(WHAT THIS TASK INVOLVES): Whatever runs from the line with "pub mod file;" to the end of the records below must be copied exactly, with nothing else included.

Dataset excerpts:
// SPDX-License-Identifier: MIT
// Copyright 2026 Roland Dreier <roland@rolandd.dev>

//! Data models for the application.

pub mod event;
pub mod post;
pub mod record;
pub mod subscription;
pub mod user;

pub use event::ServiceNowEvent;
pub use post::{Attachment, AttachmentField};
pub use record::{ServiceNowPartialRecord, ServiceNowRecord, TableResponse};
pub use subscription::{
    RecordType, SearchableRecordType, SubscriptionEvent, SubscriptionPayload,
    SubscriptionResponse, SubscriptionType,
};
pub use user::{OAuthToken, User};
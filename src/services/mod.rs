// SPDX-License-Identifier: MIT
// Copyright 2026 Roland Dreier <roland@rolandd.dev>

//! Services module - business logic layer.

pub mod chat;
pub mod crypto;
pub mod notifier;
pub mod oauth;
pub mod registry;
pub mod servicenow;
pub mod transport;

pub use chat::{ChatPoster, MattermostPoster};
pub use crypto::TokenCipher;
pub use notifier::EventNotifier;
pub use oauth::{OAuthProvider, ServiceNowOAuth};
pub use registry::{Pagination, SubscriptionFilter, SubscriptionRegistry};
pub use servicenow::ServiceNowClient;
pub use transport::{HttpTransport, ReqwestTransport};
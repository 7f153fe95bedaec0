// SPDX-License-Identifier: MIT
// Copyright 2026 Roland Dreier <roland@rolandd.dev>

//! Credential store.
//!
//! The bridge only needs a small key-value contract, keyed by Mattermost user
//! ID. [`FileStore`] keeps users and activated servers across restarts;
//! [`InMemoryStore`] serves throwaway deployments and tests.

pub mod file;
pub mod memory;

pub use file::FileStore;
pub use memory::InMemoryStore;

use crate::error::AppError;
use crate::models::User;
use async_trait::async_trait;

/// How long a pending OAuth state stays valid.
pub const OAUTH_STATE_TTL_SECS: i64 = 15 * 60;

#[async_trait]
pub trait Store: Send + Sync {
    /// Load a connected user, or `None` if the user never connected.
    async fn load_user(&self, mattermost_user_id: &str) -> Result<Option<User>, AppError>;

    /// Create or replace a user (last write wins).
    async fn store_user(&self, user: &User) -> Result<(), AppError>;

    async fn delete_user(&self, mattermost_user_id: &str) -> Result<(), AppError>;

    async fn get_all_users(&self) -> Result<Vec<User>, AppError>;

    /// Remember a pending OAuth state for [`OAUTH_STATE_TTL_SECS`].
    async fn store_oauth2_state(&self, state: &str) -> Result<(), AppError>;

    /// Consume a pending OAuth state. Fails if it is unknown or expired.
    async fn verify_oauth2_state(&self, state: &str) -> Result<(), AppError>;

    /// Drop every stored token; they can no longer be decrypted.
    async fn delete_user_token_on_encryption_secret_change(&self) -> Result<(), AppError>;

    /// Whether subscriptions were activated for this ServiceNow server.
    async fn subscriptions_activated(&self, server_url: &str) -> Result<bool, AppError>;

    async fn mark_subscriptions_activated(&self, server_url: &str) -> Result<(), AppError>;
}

(OUTPUT):
pub mod file;
pub mod memory;

pub use file::FileStore;
pub use memory::InMemoryStore;

use crate::error::AppError;
use crate::models::User;
use async_trait::async_trait;

/// How long a pending OAuth state stays valid.
pub const OAUTH_STATE_TTL_SECS: i64 = 15 * 60;

#[async_trait]
pub trait Store: Send + Sync {
    /// Load a connected user, or `None` if the user never connected.
    async fn load_user(&self, mattermost_user_id: &str) -> Result<Option<User>, AppError>;

    /// Create or replace a user (last write wins).
    async fn store_user(&self, user: &User) -> Result<(), AppError>;

    async fn delete_user(&self, mattermost_user_id: &str) -> Result<(), AppError>;

    async fn get_all_users(&self) -> Result<Vec<User>, AppError>;

    /// Remember a pending OAuth state for [`OAUTH_STATE_TTL_SECS`].
    async fn store_oauth2_state(&self, state: &str) -> Result<(), AppError>;

    /// Consume a pending OAuth state. Fails if it is unknown or expired.
    async fn verify_oauth2_state(&self, state: &str) -> Result<(), AppError>;

    /// Drop every stored token; they can no longer be decrypted.
    async fn delete_user_token_on_encryption_secret_change(&self) -> Result<(), AppError>;

    /// Whether subscriptions were activated for this ServiceNow server.
    async fn subscriptions_activated(&self, server_url: &str) -> Result<bool, AppError>;

    async fn mark_subscriptions_activated(&self, server_url: &str) -> Result<(), AppError>;
}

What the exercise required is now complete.